* **The problem**: Each line of the data that includes "width" must be copied.
((
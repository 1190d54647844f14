//! Cell grid primitives: `Cell`, `Cursor`, and the double-buffered `Buffer`
//! with diff/batch rendering through the `CellRenderer` seam.

mod buffer;
mod cell;
mod cursor;
mod renderer;

pub use buffer::Buffer;
pub use cell::Cell;
pub use cursor::Cursor;
pub use renderer::CellRenderer;

#[cfg(test)]
mod tests {
    use super::*;
    use core_style::{Attribute, Color};

    fn set(buffer: &mut Buffer, x: i32, y: i32, s: &str) -> bool {
        buffer.set_cell(x, y, s, Color::DEFAULT, Color::DEFAULT, Attribute::empty())
    }

    #[test]
    fn wide_write_occupies_two_columns() {
        let mut b = Buffer::new(80, 24);
        assert!(set(&mut b, 0, 0, "中"));
        assert_eq!(b.get_cell(0, 0).unwrap().width, 2);
        assert!(b.get_cell(1, 0).unwrap().continuation);
        assert_eq!(b.get_cell(2, 0).unwrap().width, 1);
        b.check_invariants().unwrap();
    }

    #[test]
    fn overwriting_continuation_clears_leader() {
        let mut b = Buffer::new(80, 24);
        assert!(set(&mut b, 0, 0, "中"));
        assert!(set(&mut b, 1, 0, "X"));
        let leader = b.get_cell(0, 0).unwrap();
        assert_eq!(leader, &Cell::default());
        assert_eq!(b.get_cell(1, 0).unwrap().grapheme, "X");
        assert_eq!(b.get_cell(2, 0).unwrap(), &Cell::default());
        b.check_invariants().unwrap();
    }

    #[test]
    fn narrow_over_wide_leader_clears_stale_continuation() {
        let mut b = Buffer::new(10, 2);
        assert!(set(&mut b, 3, 1, "界"));
        assert!(set(&mut b, 3, 1, "y"));
        assert_eq!(b.get_cell(3, 1).unwrap().grapheme, "y");
        assert!(!b.get_cell(4, 1).unwrap().continuation);
        b.check_invariants().unwrap();
    }

    #[test]
    fn wide_over_next_wide_leader_clears_its_orphan() {
        let mut b = Buffer::new(10, 1);
        assert!(set(&mut b, 2, 0, "中")); // columns 2,3
        assert!(set(&mut b, 1, 0, "界")); // columns 1,2 -> old leader overwritten
        assert_eq!(b.get_cell(1, 0).unwrap().grapheme, "界");
        assert!(b.get_cell(2, 0).unwrap().continuation);
        assert_eq!(b.get_cell(3, 0).unwrap(), &Cell::default());
        b.check_invariants().unwrap();
    }

    #[test]
    fn rejects_controls_bounds_and_wide_at_edge() {
        let mut b = Buffer::new(4, 2);
        assert!(!set(&mut b, -1, 0, "a"));
        assert!(!set(&mut b, 4, 0, "a"));
        assert!(!set(&mut b, 0, 2, "a"));
        assert!(!set(&mut b, 0, 0, "\x1b"));
        assert!(!set(&mut b, 0, 0, "\u{0301}"));
        assert!(!set(&mut b, 0, 0, ""));
        assert!(!set(&mut b, 3, 0, "中"));
        assert!(set(&mut b, 2, 0, "中"));
        b.check_invariants().unwrap();
    }

    #[test]
    fn clear_resets_back_buffer() {
        let mut b = Buffer::new(4, 2);
        assert!(set(&mut b, 0, 0, "中"));
        b.clear();
        for y in 0..2 {
            for x in 0..4 {
                assert_eq!(b.get_cell(x, y).unwrap(), &Cell::default());
            }
        }
        b.check_invariants().unwrap();
    }

    #[test]
    fn resize_preserves_overlap_and_repairs_edges() {
        let mut b = Buffer::new(6, 2);
        assert!(set(&mut b, 0, 0, "a"));
        assert!(set(&mut b, 4, 0, "中")); // columns 4,5
        b.resize(5, 2);
        // The wide leader now sits at the new last column and must go.
        assert_eq!(b.get_cell(4, 0).unwrap(), &Cell::default());
        assert_eq!(b.get_cell(0, 0).unwrap().grapheme, "a");
        b.check_invariants().unwrap();

        b.resize(8, 3);
        assert_eq!(b.get_cell(0, 0).unwrap().grapheme, "a");
        assert_eq!(b.get_cell(7, 2).unwrap(), &Cell::default());
        b.check_invariants().unwrap();
    }

    #[test]
    fn resize_clamps_cursor() {
        let mut b = Buffer::new(80, 24);
        b.set_cursor(79, 23);
        b.resize(10, 5);
        assert_eq!((b.cursor().x, b.cursor().y), (9, 4));
    }

    #[test]
    fn cursor_hide_show_via_buffer() {
        let mut b = Buffer::new(10, 10);
        b.set_cursor(3, 4);
        b.hide_cursor();
        assert!(b.cursor().hidden());
        b.show_cursor();
        assert_eq!((b.cursor().x, b.cursor().y), (3, 4));
    }
}
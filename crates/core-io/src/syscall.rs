//! EINTR-retrying wrappers around raw system calls.

use crate::error::{IoError, Result};

/// Upper bound on transparent EINTR retries before the interruption is
/// reported as a failure.
pub const MAX_EINTR_RETRIES: u32 = 100;

/// Run a syscall returning `-1` on failure, retrying EINTR up to
/// [`MAX_EINTR_RETRIES`] times. Every other failure (including EAGAIN, which
/// callers inspect via [`IoError::is_would_block`]) maps to an `IoError`
/// carrying `operation`.
pub fn retry<F>(operation: &'static str, mut call: F) -> Result<libc::c_int>
where
    F: FnMut() -> libc::c_int,
{
    let mut attempts = 0u32;
    loop {
        let ret = call();
        if ret >= 0 {
            return Ok(ret);
        }
        let err = IoError::last(operation);
        if err.errno != libc::EINTR {
            return Err(err);
        }
        attempts += 1;
        if attempts >= MAX_EINTR_RETRIES {
            return Err(err);
        }
    }
}

/// `retry` for calls returning a byte count (`read`).
pub fn retry_ssize<F>(operation: &'static str, mut call: F) -> Result<isize>
where
    F: FnMut() -> libc::ssize_t,
{
    let mut attempts = 0u32;
    loop {
        let ret = call();
        if ret >= 0 {
            return Ok(ret);
        }
        let err = IoError::last(operation);
        if err.errno != libc::EINTR {
            return Err(err);
        }
        attempts += 1;
        if attempts >= MAX_EINTR_RETRIES {
            return Err(err);
        }
    }
}

#[cfg(test)]
mod tests {
    use super::*;
    use std::cell::Cell;

    fn set_errno(errno: i32) {
        // std reads errno through io::Error::last_os_error.
        unsafe {
            #[cfg(any(target_os = "linux", target_os = "android"))]
            {
                *libc::__errno_location() = errno;
            }
            #[cfg(any(target_os = "macos", target_os = "freebsd", target_os = "dragonfly"))]
            {
                *libc::__error() = errno;
            }
            #[cfg(any(target_os = "openbsd", target_os = "netbsd"))]
            {
                *libc::__errno() = errno;
            }
        }
    }

    #[test]
    fn success_passes_through() {
        assert_eq!(retry("noop", || 7).unwrap(), 7);
    }

    #[test]
    fn eintr_is_retried() {
        let remaining = Cell::new(3u32);
        let result = retry("flaky", || {
            if remaining.get() > 0 {
                remaining.set(remaining.get() - 1);
                set_errno(libc::EINTR);
                -1
            } else {
                0
            }
        });
        assert_eq!(result.unwrap(), 0);
        assert_eq!(remaining.get(), 0);
    }

    #[test]
    fn eintr_budget_exhaustion_reports_eintr() {
        let calls = Cell::new(0u32);
        let result = retry("stuck", || {
            calls.set(calls.get() + 1);
            set_errno(libc::EINTR);
            -1
        });
        let err = result.unwrap_err();
        assert_eq!(err.errno, libc::EINTR);
        assert_eq!(err.operation, "stuck");
        assert_eq!(calls.get(), MAX_EINTR_RETRIES);
    }

    #[test]
    fn other_errnos_surface_immediately() {
        let calls = Cell::new(0u32);
        let err = retry("bad", || {
            calls.set(calls.get() + 1);
            set_errno(libc::EBADF);
            -1
        })
        .unwrap_err();
        assert_eq!(err.errno, libc::EBADF);
        assert_eq!(calls.get(), 1);
    }
}
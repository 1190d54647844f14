//! Sleep-based timer source.
//!
//! A thread waits out the interval on a private stop channel, so ticks have
//! sleep-grade precision but shutdown is immediate regardless of how long
//! the interval is. For kernel-precision ticks with missed-tick accounting,
//! use `SystemTimerSource`.

use crate::event::{Event, TickEvent};
use crate::source::{EventSink, Source};
use crossbeam_channel::{bounded, Receiver, RecvTimeoutError, Sender};
use std::sync::atomic::{AtomicBool, Ordering};
use std::sync::Arc;
use std::thread::JoinHandle;
use std::time::{Duration, Instant};

pub struct TimerSource {
    interval: Duration,
    running: Arc<AtomicBool>,
    handle: Option<JoinHandle<()>>,
    stop_tx: Option<Sender<()>>,
}

impl TimerSource {
    pub fn new(interval: Duration) -> TimerSource {
        TimerSource {
            interval: interval.max(Duration::from_millis(1)),
            running: Arc::new(AtomicBool::new(false)),
            handle: None,
            stop_tx: None,
        }
    }
}

impl Source for TimerSource {
    fn name(&self) -> String {
        "timer".to_string()
    }

    fn start(&mut self, sink: EventSink) {
        if self
            .running
            .compare_exchange(false, true, Ordering::SeqCst, Ordering::SeqCst)
            .is_err()
        {
            return;
        }
        let (stop_tx, stop_rx): (Sender<()>, Receiver<()>) = bounded(1);
        self.stop_tx = Some(stop_tx);
        let interval = self.interval;
        let running = Arc::clone(&self.running);
        self.handle = Some(std::thread::spawn(move || {
            let start = Instant::now();
            let mut last = start;
            let mut frame = 0u64;
            loop {
                match stop_rx.recv_timeout(interval) {
                    Err(RecvTimeoutError::Timeout) => {}
                    _ => break, // stop requested or source dropped
                }
                let now = Instant::now();
                frame += 1;
                let tick = TickEvent {
                    elapsed: now.duration_since(start),
                    delta: now.duration_since(last),
                    frame,
                };
                last = now;
                if sink.send(Event::Tick(tick)).is_err() {
                    break;
                }
            }
            running.store(false, Ordering::SeqCst);
        }));
        tracing::debug!(
            target: "termisu.events",
            source = "timer",
            interval_ms = self.interval.as_millis() as u64,
            "source started"
        );
    }

    fn stop(&mut self) {
        self.running.store(false, Ordering::SeqCst);
        self.stop_tx = None; // dropping the sender wakes the thread
        if let Some(handle) = self.handle.take() {
            let _ = handle.join();
        }
    }

    fn running(&self) -> bool {
        self.running.load(Ordering::SeqCst)
    }
}

impl Drop for TimerSource {
    fn drop(&mut self) {
        self.stop();
    }
}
))
* **Solution to this problem**:
        assert_eq!(b.get_cell(0, 0).unwrap().width, 2);
        assert_eq!(b.get_cell(2, 0).unwrap().width, 1);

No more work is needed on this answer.